With having gcc compiler and Make installing the program should be as easy as writing make. An executable "clbin" will be created.

Flags

Help menu. Argument and its value must be separated by a space:
-h  - help menu
-f  - input data points file name
-o  - output file name
-ci - centers input file name
-a  - algorithm choice (lloyd, elkan, hamerly, macqueen, hartigan, closest)
-i  - initialization method choice (kpp, forgy, partition, furthest, firstn)
-m  - metric choice (euclidean, manhattan)
-k  - clusters count, -ci flag has a higher priority
-s  - random seed nr, otherwise uses current time as the seed. Used to confirm clustering results
-n  - iteration count (default 100)

Contains the following:

Choosing initial cluster centers:

  1. k-means++
  2. Forgy
  3. Partition (assigns points to random cluster and then finds means of these assignments as centers)
  4. Furthest first
  5. firstn (chooses k first points from input file as initial cluster centers).

Clustering algorithms:

  1. Lloyd
  2. Elkan
  3. Hamerly
  4. MacQueen
  5. Hartigan-Wong
  6. Closest (just assigns points to closest centers and stops)

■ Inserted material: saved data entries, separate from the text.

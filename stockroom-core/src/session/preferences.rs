//! Display preferences persisted next to the session token

use super::store::ClientStore;
use anyhow::Result;
use serde::{Deserialize, Serialize};
use std::fmt;
use std::str::FromStr;

const THEME_KEY: &str = "prefs.theme";
const DENSITY_KEY: &str = "prefs.density";

/// Color theme
#[derive(Debug, Clone, Copy, PartialEq, Eq, Default, Serialize, Deserialize)]
#[serde(rename_all = "lowercase")]
pub enum Theme {
    #[default]
    Light,
    Dark,
}

/// Table and form density
#[derive(Debug, Clone, Copy, PartialEq, Eq, Default, Serialize, Deserialize)]
#[serde(rename_all = "lowercase")]
pub enum Density {
    #[default]
    Comfortable,
    Compact,
}

impl fmt::Display for Theme {
    fn fmt(&self, f: &mut fmt::Formatter<'_>) -> fmt::Result {
        f.write_str(match self {
            Theme::Light => "light",
            Theme::Dark => "dark",
        })
    }
}

impl FromStr for Theme {
    type Err = String;

    fn from_str(s: &str) -> Result<Self, Self::Err> {
        match s.to_ascii_lowercase().as_str() {
            "light" => Ok(Theme::Light),
            "dark" => Ok(Theme::Dark),
            other => Err(format!("unknown theme \"{}\" (expected light or dark)", other)),
        }
    }
}

impl fmt::Display for Density {
    fn fmt(&self, f: &mut fmt::Formatter<'_>) -> fmt::Result {
        f.write_str(match self {
            Density::Comfortable => "comfortable",
            Density::Compact => "compact",
        })
    }
}

impl FromStr for Density {
    type Err = String;

    fn from_str(s: &str) -> Result<Self, Self::Err> {
        match s.to_ascii_lowercase().as_str() {
            "comfortable" => Ok(Density::Comfortable),
            "compact" => Ok(Density::Compact),
            other => {
                Err(format!("unknown density \"{}\" (expected comfortable or compact)", other))
            }
        }
    }
}

/// User display preferences
#[derive(Debug, Clone, Copy, PartialEq, Eq, Default, Serialize, Deserialize)]
pub struct Preferences {
    pub theme: Theme,
    pub density: Density,
}

impl Preferences {
    /// Load from the store; unknown or missing values fall back to defaults
    pub async fn load(store: &dyn ClientStore) -> Result<Self> {
        let mut prefs = Self::default();
        if let Some(theme) = store.get(THEME_KEY).await? {
            prefs.theme = theme.parse().unwrap_or_else(|e| {
                log::warn!("Ignoring stored theme: {}", e);
                Theme::default()
            });
        }
        if let Some(density) = store.get(DENSITY_KEY).await? {
            prefs.density = density.parse().unwrap_or_else(|e| {
                log::warn!("Ignoring stored density: {}", e);
                Density::default()
            });
        }
        Ok(prefs)
    }

    pub async fn save(&self, store: &dyn ClientStore) -> Result<()> {
        store.set(THEME_KEY, &self.theme.to_string()).await?;
        store.set(DENSITY_KEY, &self.density.to_string()).await?;
        Ok(())
    }
}
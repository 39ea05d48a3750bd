//! Configuration system for Stockroom
//!
//! Values are resolved in the following order (highest priority wins):
//!
//! 1. **Code** (builder calls on the loaded struct)
//! 2. **Environment Variables** (`STOCKROOM_*`)
//! 3. **Config File** (`stockroom.toml`)
//! 4. **Defaults**
//!
//! # Example
//!
//! ```no_run
//! use stockroom_core::config::StockroomConfig;
//!
//! let config = StockroomConfig::load()?;
//! config.validate()?;
//! # Ok::<(), anyhow::Error>(())
//! ```

pub mod cache;
pub mod client;
pub mod forms;
pub mod logging;

pub use cache::CacheConfig;
pub use client::ClientConfig;
pub use forms::FormsConfig;
pub use logging::LoggingSection;

use anyhow::{Context, Result};
use serde::{Deserialize, Serialize};
use std::path::Path;

/// Default configuration file name
pub const CONFIG_FILE: &str = "stockroom.toml";

/// Complete Stockroom configuration
#[derive(Debug, Clone, Default, PartialEq, Serialize, Deserialize)]
#[serde(default)]
pub struct StockroomConfig {
    pub client: ClientConfig,
    pub cache: CacheConfig,
    pub forms: FormsConfig,
    pub logging: LoggingSection,
}

impl StockroomConfig {
    /// Load `stockroom.toml` (if present) and the environment over defaults
    pub fn load() -> Result<Self> {
        Self::load_from(CONFIG_FILE)
    }

    /// Load configuration from a specific file
    pub fn load_from(path: impl AsRef<Path>) -> Result<Self> {
        let path = path.as_ref();

        let mut config = Self::default();

        if path.exists() {
            let file_config = Self::from_file(path)
                .with_context(|| format!("Failed to load config from {}", path.display()))?;
            config.merge(file_config);
        }

        config.apply_env_vars();

        Ok(config)
    }

    /// Load configuration from TOML file
    pub fn from_file(path: impl AsRef<Path>) -> Result<Self> {
        let content = std::fs::read_to_string(path.as_ref())
            .with_context(|| format!("Failed to read config file: {}", path.as_ref().display()))?;

        toml::from_str(&content)
            .with_context(|| format!("Failed to parse TOML config: {}", path.as_ref().display()))
    }

    /// Merge another config into this one (other takes priority)
    pub fn merge(&mut self, other: Self) {
        self.client.merge(other.client);
        self.cache.merge(other.cache);
        self.forms.merge(other.forms);
        self.logging.merge(other.logging);
    }

    pub fn apply_env_vars(&mut self) {
        self.client.apply_env_vars();
        self.cache.apply_env_vars();
        self.forms.apply_env_vars();
        self.logging.apply_env_vars();
    }

    pub fn validate(&self) -> Result<()> {
        self.client.validate()?;
        self.cache.validate()?;
        self.forms.validate()?;
        self.logging.validate()?;
        Ok(())
    }

    pub fn with_base_url(mut self, base_url: impl Into<String>) -> Self {
        self.client.base_url = base_url.into();
        self
    }

    pub fn with_store_path(mut self, path: impl Into<String>) -> Self {
        self.client.store_path = path.into();
        self
    }
}
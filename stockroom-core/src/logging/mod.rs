//! Logging for Stockroom
//!
//! A `log` facade backend: library code uses the standard macros
//! (`log::info!`, `log::warn!`, ...) and the binary installs this logger once
//! at startup.
//!
//! ```rust,no_run
//! use stockroom_core::logging::{init_logging, LoggingConfig, LogTarget};
//!
//! init_logging(&LoggingConfig::production().with_target(LogTarget::Stderr)).unwrap();
//! log::info!("Coordinator ready");
//! ```

pub mod config;
pub mod formatter;

pub use config::{LogLevel, LogTarget, LoggingConfig};
pub use formatter::{LogEntry, LogFormat};

use serde_json::Value;
use std::io::Write;
use std::sync::Once;

static INIT: Once = Once::new();

/// Install the Stockroom logger
///
/// Only the first call takes effect; later calls are no-ops.
pub fn init_logging(config: &LoggingConfig) -> anyhow::Result<()> {
    let mut result = Ok(());
    INIT.call_once(|| {
        result = log::set_boxed_logger(Box::new(StockroomLogger::new(config.clone())))
            .map(|()| log::set_max_level(config.level.into()))
            .map_err(anyhow::Error::from);
    });
    result
}

struct StockroomLogger {
    config: LoggingConfig,
}

impl StockroomLogger {
    fn new(config: LoggingConfig) -> Self {
        Self { config }
    }

    fn entry(&self, record: &log::Record) -> LogEntry {
        let mut entry =
            LogEntry::new(record.level().into(), record.args().to_string(), record.target());
        for (key, value) in &self.config.context_fields {
            entry.fields.insert(key.clone(), Value::String(value.clone()));
        }
        entry
    }
}

impl log::Log for StockroomLogger {
    fn enabled(&self, metadata: &log::Metadata) -> bool {
        LogLevel::from(metadata.level()) <= self.config.level
    }

    fn log(&self, record: &log::Record) {
        if !self.enabled(record.metadata()) {
            return;
        }

        let line = self.config.format.format_entry(&self.entry(record));
        match self.config.target {
            LogTarget::Stdout => println!("{}", line),
            LogTarget::Stderr => eprintln!("{}", line),
        }
    }

    fn flush(&self) {
        let _ = match self.config.target {
            LogTarget::Stdout => std::io::stdout().flush(),
            LogTarget::Stderr => std::io::stderr().flush(),
        };
    }
}

#[cfg(test)]
mod tests {
    use super::*;
    use log::Log;

    #[test]
    fn test_level_filter() {
        let logger = StockroomLogger::new(LoggingConfig::default().with_level(LogLevel::Warn));
        let warn = log::Metadata::builder().level(log::Level::Warn).build();
        let debug = log::Metadata::builder().level(log::Level::Debug).build();

        assert!(logger.enabled(&warn));
        assert!(!logger.enabled(&debug));
    }

    #[test]
    fn test_context_fields_are_attached() {
        let logger = StockroomLogger::new(
            LoggingConfig::default().with_context_field("app", "stockroom"),
        );
        let entry = logger.entry(
            &log::Record::builder()
                .args(format_args!("Signed in"))
                .level(log::Level::Info)
                .target("stockroom_core::session")
                .build(),
        );

        assert_eq!(entry.message, "Signed in");
        assert_eq!(entry.fields["app"], "stockroom");
    }
}
//! Durable client-side key-value storage

use anyhow::Result;
use async_trait::async_trait;

/// Client-side key-value store
///
/// Holds the session token and user preferences. Implementations decide
/// whether values survive a restart.
#[async_trait]
pub trait ClientStore: Send + Sync {
    /// Read a value
    async fn get(&self, key: &str) -> Result<Option<String>>;

    /// Write a value
    async fn set(&self, key: &str, value: &str) -> Result<()>;

    /// Remove a value; removing a missing key is not an error
    async fn remove(&self, key: &str) -> Result<()>;

    /// Number of stored keys
    async fn count(&self) -> Result<usize>;
}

Supports following metrics

  1. Euclidean
  2. Manhattan

It should be rather easy to add more of them.

Input data format

  1. First line consists of two integers: Point count and data dimensionality. Follows n rows with d doubles on each of them.

Output data formats

Outputs 2 files

  1. File consisting of numbers to which cluster a point belongs to
  2. File consisting of means' vectors. First row has an integer which shows how many means follow.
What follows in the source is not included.